» **Task details**
After locating the line with "(*ptr.as_ptr()).prev = prev.map_or(NULL_LINK" in the data that follows, return it and every later line exactly, up to and including the line with "let len = bytes.len().min(NAME_CAPACITY);".

[Source data Boundary: Start]

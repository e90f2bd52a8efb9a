//! Block header layout.
//!
//! Every allocation carved out of a region is prefixed by a fixed-size,
//! packed [`BlockHeader`]. External tooling assumes the header is exactly
//! [`HEADER_SIZE`] bytes, so the layout must never grow or shrink; the
//! `const_assert_eq!` below pins it at compile time.

use std::ptr::NonNull;

use static_assertions::const_assert_eq;

/// Size of a block header in bytes, header + payload offset.
pub(crate) const HEADER_SIZE: usize = 100;

/// Alignment unit used for block sizes and payload offsets.
pub(crate) const ALIGNMENT: usize = 8;

/// Smallest byte count a suffix must have for a split to be worth doing:
/// a full header plus one aligned word of usable payload.
pub(crate) const MIN_SPLIT_SUFFIX: usize = HEADER_SIZE + 4;

/// Smallest legal block size: header plus minimum payload slack. No live
/// block may ever be smaller than this; enforced in [`BlockHeader::init`].
pub(crate) const MIN_BLOCK_SIZE: usize = HEADER_SIZE + 4;

/// Usable characters in [`BlockHeader::name`], not counting the NUL
/// terminator.
pub(crate) const NAME_CAPACITY: usize = 31;

const NAME_FIELD_LEN: usize = NAME_CAPACITY + 1;

/// Sentinel stored in `next`/`prev` meaning "no link". Real mapped
/// addresses are never zero.
const NULL_LINK: usize = 0;

/// In-band block metadata, packed to exactly [`HEADER_SIZE`] bytes.
///
/// ```text
/// +----------------+
/// |    name[32]     |
/// +----------------+
/// |      size      |
/// +----------------+
/// |   free (1B)    |
/// +----------------+
/// |   region_id    |
/// +----------------+
/// |      next      |
/// +----------------+
/// |      prev      |
/// +----------------+
/// |    padding     |
/// +----------------+   <- payload starts here, at header + 100
/// ```
#[repr(C, packed)]
pub(crate) struct BlockHeader {
    name: [u8; NAME_FIELD_LEN],
    size: u64,
    free: u8,
    region_id: u64,
    next: u64,
    prev: u64,
    _padding: [u8; HEADER_SIZE - NAME_FIELD_LEN - 8 - 1 - 8 - 8 - 8],
}

const_assert_eq!(std::mem::size_of::<BlockHeader>(), HEADER_SIZE);

impl BlockHeader {
    /// Writes a fresh header at `addr`. `addr` must be valid for at least
    /// `size` bytes and suitably owned by the caller (the allocator).
    pub(crate) unsafe fn init(
        addr: NonNull<u8>,
        size: usize,
        free: bool,
        region_id: u64,
        name: &str,
    ) -> NonNull<BlockHeader> {
        debug_assert!(size >= MIN_BLOCK_SIZE, "block size below MIN_BLOCK_SIZE");
        let ptr = addr.cast::<BlockHeader>();
        unsafe {
            ptr.as_ptr().write(BlockHeader {
                name: [0; NAME_FIELD_LEN],
                size: size as u64,
                free: free as u8,
                region_id,
                next: NULL_LINK as u64,
                prev: NULL_LINK as u64,
                _padding: [0; HEADER_SIZE - NAME_FIELD_LEN - 8 - 1 - 8 - 8 - 8],
            });
            Self::set_name(ptr, name);
        }
        ptr
    }

    #[inline]
    pub(crate) unsafe fn payload(ptr: NonNull<BlockHeader>) -> NonNull<u8> {
        unsafe { NonNull::new_unchecked(ptr.as_ptr().cast::<u8>().add(HEADER_SIZE)) }
    }

    #[inline]
    pub(crate) unsafe fn from_payload(payload: NonNull<u8>) -> NonNull<BlockHeader> {
        unsafe { NonNull::new_unchecked(payload.as_ptr().sub(HEADER_SIZE)).cast() }
    }

    #[inline]
    pub(crate) unsafe fn size(ptr: NonNull<BlockHeader>) -> usize {
        unsafe { (*ptr.as_ptr()).size as usize }
    }

    #[inline]
    pub(crate) unsafe fn set_size(ptr: NonNull<BlockHeader>, size: usize) {
        unsafe {
            (*ptr.as_ptr()).size = size as u64;
        }
    }

    #[inline]
    pub(crate) unsafe fn is_free(ptr: NonNull<BlockHeader>) -> bool {
        unsafe { (*ptr.as_ptr()).free != 0 }
    }

    #[inline]
    pub(crate) unsafe fn set_free(ptr: NonNull<BlockHeader>, free: bool) {
        unsafe {
            (*ptr.as_ptr()).free = free as u8;
        }
    }

    #[inline]
    pub(crate) unsafe fn region_id(ptr: NonNull<BlockHeader>) -> u64 {
        unsafe { (*ptr.as_ptr()).region_id }
    }

    #[inline]
    pub(crate) unsafe fn set_region_id(ptr: NonNull<BlockHeader>, region_id: u64) {
        unsafe {
            (*ptr.as_ptr()).region_id = region_id;
        }
    }

    #[inline]
    pub(crate) unsafe fn next(ptr: NonNull<BlockHeader>) -> Option<NonNull<BlockHeader>> {
        let raw = unsafe { (*ptr.as_ptr()).next };
        NonNull::new(raw as usize as *mut BlockHeader)
    }

    #[inline]
    pub(crate) unsafe fn set_next(ptr: NonNull<BlockHeader>, next: Option<NonNull<BlockHeader>>) {
        unsafe {
            (*ptr.as_ptr()).next = next.map_or(NULL_LINK as u64, |n| n.as_ptr() as u64);
        }
    }

    #[inline]
    pub(crate) unsafe fn prev(ptr: NonNull<BlockHeader>) -> Option<NonNull<BlockHeader>> {
        let raw = unsafe { (*ptr.as_ptr()).prev };
        NonNull::new(raw as usize as *mut BlockHeader)
    }

    #[inline]
    pub(crate) unsafe fn set_prev(ptr: NonNull<BlockHeader>, prev: Option<NonNull<BlockHeader>>) {
        unsafe {
            (*ptr.as_ptr()).prev = prev.map_or(NULL_LINK as u64, |n| n.as_ptr() as u64);
        }
    }

    /// Copies `name`, truncated to [`NAME_CAPACITY`] bytes, into the header
    /// and NUL-terminates it.
    pub(crate) unsafe fn set_name(ptr: NonNull<BlockHeader>, name: &str) {
        let bytes = name.as_bytes();
        let len = bytes.len().min(NAME_CAPACITY);
        unsafe {
            let field = &raw mut (*ptr.as_ptr()).name;
            std::ptr::copy_nonoverlapping(bytes.as_ptr(), field.cast::<u8>(), len);
            std::ptr::write_bytes(field.cast::<u8>().add(len), 0, NAME_CAPACITY - len);
        }
    }

    /// Reads the debug label back out as an owned, lossily-decoded string.
    pub(crate) unsafe fn name(ptr: NonNull<BlockHeader>) -> String {
        unsafe {
            let field = &raw const (*ptr.as_ptr()).name;
            let slice = std::slice::from_raw_parts(field.cast::<u8>(), NAME_CAPACITY);
            let nul = slice.iter().position(|&b| b == 0).unwrap_or(NAME_CAPACITY);
            String::from_utf8_lossy(&slice[..nul]).into_owned()
        }
    }

    /// Address of the block's own header, as a raw integer (for range math
    /// and adjacency checks).
    #[inline]
    pub(crate) fn addr(ptr: NonNull<BlockHeader>) -> usize {
        ptr.as_ptr() as usize
    }
}

/// Rounds `value` up to the next multiple of `unit`. `unit` must be a power
/// of two.
#[inline]
pub(crate) fn align_up(value: usize, unit: usize) -> usize {
    (value + unit - 1) & !(unit - 1)
}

[Source data Boundary: End]

» **Exercise result**
            (*ptr.as_ptr()).prev = prev.map_or(NULL_LINK as u64, |n| n.as_ptr() as u64);
        }
    }

    /// Copies `name`, truncated to [`NAME_CAPACITY`] bytes, into the header
    /// and NUL-terminates it.
    pub(crate) unsafe fn set_name(ptr: NonNull<BlockHeader>, name: &str) {
        let bytes = name.as_bytes();
        let len = bytes.len().min(NAME_CAPACITY);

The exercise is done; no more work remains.